OxyContin Being Tested On Kids... So Drugmaker Can Get 6 More Months Of Patent Protection
from the skewed-priorities dept
Want a sense of just how screwed up the incentives of our patent system are today? Purdue Pharma, the makers of the highly addictive painkiller OxyContin, is now running clinical tests to get the FDA to approve its use for kids as young as 6-years-old. Why? Because the Federal Food, Drug, and Cosmetic Act section 505A includes a little "gift": if drugmakers conduct clinical studies for their drugs with kids, they can get six more months of patent protection. So even if they don't even sell OxyContin to six year olds, just securing the extended patent, thanks to the massive monopoly rents given to drugs still on patent, Purdue is likely to profit massively. Lots of people are reasonably troubled by this:“They are doing (the pediatric trial) for patent exclusivity, there’s no doubt about it in my mind — not out of largesse,” said Dr.

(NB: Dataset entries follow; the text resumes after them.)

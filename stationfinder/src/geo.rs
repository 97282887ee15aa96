//! Geographic primitives shared by every component.
//!
//! Distances are great-circle (haversine) on a spherical earth, which is
//! accurate to well under a meter at walking scale. Bearings are initial
//! bearings in degrees, 0 = geographic north, 90 = east.

use serde::{Deserialize, Serialize};

/// Mean earth radius in meters.
pub const EARTH_RADIUS_M: f64 = 6_371_008.8;

/// A WGS84 coordinate in degrees.
#[derive(Debug, Clone, Copy, PartialEq, Serialize, Deserialize)]
pub struct LatLng {
    /// Latitude in degrees.
    pub lat: f64,
    /// Longitude in degrees.
    pub lng: f64,
}

impl LatLng {
    /// Create a new coordinate.
    pub const fn new(lat: f64, lng: f64) -> Self {
        Self { lat, lng }
    }

    /// Great-circle distance to another coordinate in meters.
    pub fn distance_to(&self, other: &LatLng) -> f64 {
        haversine_distance(*self, *other)
    }

    /// Initial bearing from this coordinate towards another, in [0, 360).
    pub fn bearing_to(&self, other: &LatLng) -> f64 {
        initial_bearing(*self, *other)
    }

    /// Move this coordinate by the given meters north and east.
    ///
    /// Uses a local equirectangular approximation; only meant for the short
    /// distances used by simulations and tests.
    pub fn offset_meters(&self, north_m: f64, east_m: f64) -> LatLng {
        let dlat = north_m / EARTH_RADIUS_M;
        let dlng = east_m / (EARTH_RADIUS_M * self.lat.to_radians().cos());
        LatLng::new(self.lat + dlat.to_degrees(), self.lng + dlng.to_degrees())
    }
}

impl std::fmt::Display for LatLng {
    fn fmt(&self, f: &mut std::fmt::Formatter<'_>) -> std::fmt::Result {
        write!(f, "{:.6},{:.6}", self.lat, self.lng)
    }
}

/// Haversine distance between two coordinates in meters.
pub fn haversine_distance(a: LatLng, b: LatLng) -> f64 {
    let phi1 = a.lat.to_radians();
    let phi2 = b.lat.to_radians();
    let dphi = (b.lat - a.lat).to_radians();
    let dlambda = (b.lng - a.lng).to_radians();

    let h = (dphi / 2.0).sin().powi(2) + phi1.cos() * phi2.cos() * (dlambda / 2.0).sin().powi(2);
    2.0 * EARTH_RADIUS_M * h.sqrt().min(1.0).asin()
}

/// Initial great-circle bearing from `from` to `to`, in [0, 360).
pub fn initial_bearing(from: LatLng, to: LatLng) -> f64 {
    let phi1 = from.lat.to_radians();
    let phi2 = to.lat.to_radians();
    let dlambda = (to.lng - from.lng).to_radians();

    let y = dlambda.sin() * phi2.cos();
    let x = phi1.cos() * phi2.sin() - phi1.sin() * phi2.cos() * dlambda.cos();
    normalize_degrees(y.atan2(x).to_degrees())
}

/// Normalize any finite angle into [0, 360).
///
/// Non-finite input maps to 0.
pub fn normalize_degrees(degrees: f64) -> f64 {
    if !degrees.is_finite() {
        return 0.0;
    }
    let normalized = degrees.rem_euclid(360.0);
    // rem_euclid can round up to exactly 360.0 for tiny negative inputs
    if normalized >= 360.0 {
        0.0
    } else {
        normalized
    }
}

Elliot Krane, director of pain management at Lucile Packard Children’s Hospital at Stanford University in Palo Alto, Calif. “That’s important for their bottom line.”Of course, some will argue that if this provides better drug availability to kids, and those drugs really help the kids, then perhaps this isn't a bad thing. But, no matter what, the incentives here are highly questionable.